▶ What the task requires:
Would you please restate every record exactly as written?

== == ==

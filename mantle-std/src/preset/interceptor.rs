//! The emit layer installed by presets with event remaps.

use super::remap::{EventRemap, RemapTarget};
use mantle_core::{Emit, ManagedEvent, ManagedObject, WeakObject};
use std::collections::HashMap;
use std::rc::Rc;

/// Intercepts remapped events before they reach the inner emit path.
///
/// Events without a remap pass through unchanged. A remapped event is
/// replaced by a new event (the original kept as its `inner`) which is then
/// emitted through the object's full emit path, so remaps may chain. If the
/// target already appears in the `inner` chain, the new event goes straight to
/// the inner path instead.
pub struct EventInterceptor {
    object: WeakObject,
    inner: Rc<dyn Emit>,
    remaps: HashMap<String, RemapTarget>,
}

impl EventInterceptor {
    /// Build the layer for `object`, wrapping `inner`.
    pub fn new(object: &ManagedObject, inner: Rc<dyn Emit>, remaps: &[EventRemap]) -> Self {
        let remaps = remaps
            .iter()
            .map(|remap| (remap.source().to_owned(), remap.target().clone()))
            .collect();
        Self {
            object: object.downgrade(),
            inner,
            remaps,
        }
    }

    fn remapped(&self, event: &ManagedEvent, target: &RemapTarget) -> ManagedEvent {
        let data = match target.data_key() {
            Some(key) => event.data().with("target", key),
            None => event.data().clone(),
        };
        ManagedEvent::builder(target.name(), event.source())
            .data(data)
            .inner(event)
            .build()
    }
}

impl Emit for EventInterceptor {
    fn emit_event(&self, event: ManagedEvent) {
        let Some(target) = self.remaps.get(event.name()) else {
            self.inner.emit_event(event);
            return;
        };

        if target.forwards_original() {
            self.inner.emit_event(event.clone());
        }

        let looped = event.chain().any(|e| e.name() == target.name());
        let remapped = self.remapped(&event, target);
        tracing::debug!(from = event.name(), to = target.name(), "remapping event");

        match self.object.upgrade() {
            Some(object) if !looped => object.emit_event(remapped),
            // Renaming to itself only annotates or repeats the event.
            Some(_) if target.name() == event.name() => self.inner.emit_event(remapped),
            Some(object) => {
                tracing::warn!(
                    object = %object.id(),
                    event = target.name(),
                    "remap loop detected, emitting without further interception"
                );
                self.inner.emit_event(remapped);
            }
            None => self.inner.emit_event(remapped),
        }
    }
}
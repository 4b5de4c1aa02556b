use mantle_core::{BoxError, ManagedObject};

/// A live binding that a preset attaches to a property.
///
/// The binding engine decides how the value flows; the preset only tells it
/// which object and property to drive.
pub trait Binding: 'static {
    /// Bind to `property` of `target`.
    fn bind_to(&self, target: &ManagedObject, property: &str) -> Result<(), BoxError>;
}

impl<F> Binding for F
where
    F: Fn(&ManagedObject, &str) -> Result<(), BoxError> + 'static,
{
    fn bind_to(&self, target: &ManagedObject, property: &str) -> Result<(), BoxError> {
        self(target, property)
    }
}
#![allow(dead_code)]

use mantle::{AttachOptions, ManagedEvent, ManagedObject};
use std::cell::RefCell;
use std::rc::Rc;

// ============================================================================
// Capabilities
// ============================================================================

/// Marks an object as a list view.
pub struct ListView {
    pub title: String,
}

/// Marks an object as a row.
pub struct Row {
    pub index: usize,
}

// ============================================================================
// Recorders
// ============================================================================

/// A shared, ordered log of strings.
#[derive(Clone, Default)]
pub struct Log(Rc<RefCell<Vec<String>>>);

impl Log {
    pub fn push(&self, entry: impl Into<String>) {
        self.0.borrow_mut().push(entry.into());
    }

    pub fn entries(&self) -> Vec<String> {
        self.0.borrow().clone()
    }

    pub fn len(&self) -> usize {
        self.0.borrow().len()
    }
}

/// Record every event name emitted on `object` into `log`, prefixed with `tag`.
pub fn log_events(object: &ManagedObject, tag: &str, log: &Log) {
    let log = log.clone();
    let tag = tag.to_owned();
    object.listen(move |e: &ManagedEvent| log.push(format!("{tag}:{}", e.name())));
}

/// Attach `child` under `parent` with a handler that logs `parent-tag:event`.
pub fn attach_logged(parent: &ManagedObject, child: &ManagedObject, tag: &str, log: &Log) {
    let log = log.clone();
    let tag = tag.to_owned();
    parent
        .attach(
            child,
            AttachOptions::new().handler(move |_: &ManagedObject, e: &ManagedEvent| {
                log.push(format!("{tag}:{}", e.name()))
            }),
        )
        .unwrap();
}

/// Build a `root -> middle -> leaf` chain.
pub fn chain() -> (ManagedObject, ManagedObject, ManagedObject) {
    let root = ManagedObject::new();
    let middle = ManagedObject::new();
    let leaf = ManagedObject::new();
    root.attach(&middle, AttachOptions::new()).unwrap();
    middle.attach(&leaf, AttachOptions::new()).unwrap();
    (root, middle, leaf)
}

== == ==

▶ Result of the task:
filename mantle-std/src/preset/interceptor.rs
//! The emit layer installed by presets with event remaps.

use super::remap::{EventRemap, RemapTarget};
use mantle_core::{Emit, ManagedEvent, ManagedObject, WeakObject};
use std::collections::HashMap;
use std::rc::Rc;

/// Intercepts remapped events before they reach the inner emit path.
///
/// Events without a remap pass through unchanged. A remapped event is
/// replaced by a new event (the original kept as its `inner`) which is then
/// emitted through the object's full emit path, so remaps may chain. If the
/// target already appears in the `inner` chain, the new event goes straight to
/// the inner path instead.
pub struct EventInterceptor {
    object: WeakObject,
    inner: Rc<dyn Emit>,
    remaps: HashMap<String, RemapTarget>,
}

impl EventInterceptor {
    /// Build the layer for `object`, wrapping `inner`.
    pub fn new(object: &ManagedObject, inner: Rc<dyn Emit>, remaps: &[EventRemap]) -> Self {
        let remaps = remaps
            .iter()
            .map(|remap| (remap.source().to_owned(), remap.target().clone()))
            .collect();
        Self {
            object: object.downgrade(),
            inner,
            remaps,
        }
    }

    fn remapped(&self, event: &ManagedEvent, target: &RemapTarget) -> ManagedEvent {
        let data = match target.data_key() {
            Some(key) => event.data().with("target", key),
            None => event.data().clone(),
        };
        ManagedEvent::builder(target.name(), event.source())
            .data(data)
            .inner(event)
            .build()
    }
}

impl Emit for EventInterceptor {
    fn emit_event(&self, event: ManagedEvent) {
        let Some(target) = self.remaps.get(event.name()) else {
            self.inner.emit_event(event);
            return;
        };

        if target.forwards_original() {
            self.inner.emit_event(event.clone());
        }

        let looped = event.chain().any(|e| e.name() == target.name());
        let remapped = self.remapped(&event, target);
        tracing::debug!(from = event.name(), to = target.name(), "remapping event");

        match self.object.upgrade() {
            Some(object) if !looped => object.emit_event(remapped),
            // Renaming to itself only annotates or repeats the event.
            Some(_) if target.name() == event.name() => self.inner.emit_event(remapped),
            Some(object) => {
                tracing::warn!(
                    object = %object.id(),
                    event = target.name(),
                    "remap loop detected, emitting without further interception"
                );
                self.inner.emit_event(remapped);
            }
            None => self.inner.emit_event(remapped),
        }
    }
}
repository 4b5de4c1aa02556b
use mantle_core::{BoxError, ManagedObject};

/// A live binding that a preset attaches to a property.
///
/// The binding engine decides how the value flows; the preset only tells it
/// which object and property to drive.
pub trait Binding: 'static {
    /// Bind to `property` of `target`.
    fn bind_to(&self, target: &ManagedObject, property: &str) -> Result<(), BoxError>;
}

impl<F> Binding for F
where
    F: Fn(&ManagedObject, &str) -> Result<(), BoxError> + 'static,
{
    fn bind_to(&self, target: &ManagedObject, property: &str) -> Result<(), BoxError> {
        self(target, property)
    }
}
#![allow(dead_code)]

use mantle::{AttachOptions, ManagedEvent, ManagedObject};
use std::cell::RefCell;
use std::rc::Rc;

// ============================================================================
// Capabilities
// ============================================================================

/// Marks an object as a list view.
pub struct ListView {
    pub title: String,
}

/// Marks an object as a row.
pub struct Row {
    pub index: usize,
}

// ============================================================================
// Recorders
// ============================================================================

/// A shared, ordered log of strings.
#[derive(Clone, Default)]
pub struct Log(Rc<RefCell<Vec<String>>>);

impl Log {
    pub fn push(&self, entry: impl Into<String>) {
        self.0.borrow_mut().push(entry.into());
    }

    pub fn entries(&self) -> Vec<String> {
        self.0.borrow().clone()
    }

    pub fn len(&self) -> usize {
        self.0.borrow().len()
    }
}

/// Record every event name emitted on `object` into `log`, prefixed with `tag`.
pub fn log_events(object: &ManagedObject, tag: &str, log: &Log) {
    let log = log.clone();
    let tag = tag.to_owned();
    object.listen(move |e: &ManagedEvent| log.push(format!("{tag}:{}", e.name())));
}

/// Attach `child` under `parent` with a handler that logs `parent-tag:event`.
pub fn attach_logged(parent: &ManagedObject, child: &ManagedObject, tag: &str, log: &Log) {
    let log = log.clone();
    let tag = tag.to_owned();
    parent
        .attach(
            child,
            AttachOptions::new().handler(move |_: &ManagedObject, e: &ManagedEvent| {
                log.push(format!("{tag}:{}", e.name()))
            }),
        )
        .unwrap();
}

/// Build a `root -> middle -> leaf` chain.
pub fn chain() -> (ManagedObject, ManagedObject, ManagedObject) {
    let root = ManagedObject::new();
    let middle = ManagedObject::new();
    let leaf = ManagedObject::new();
    root.attach(&middle, AttachOptions::new()).unwrap();
    middle.attach(&leaf, AttachOptions::new()).unwrap();
    (root, middle, leaf)
}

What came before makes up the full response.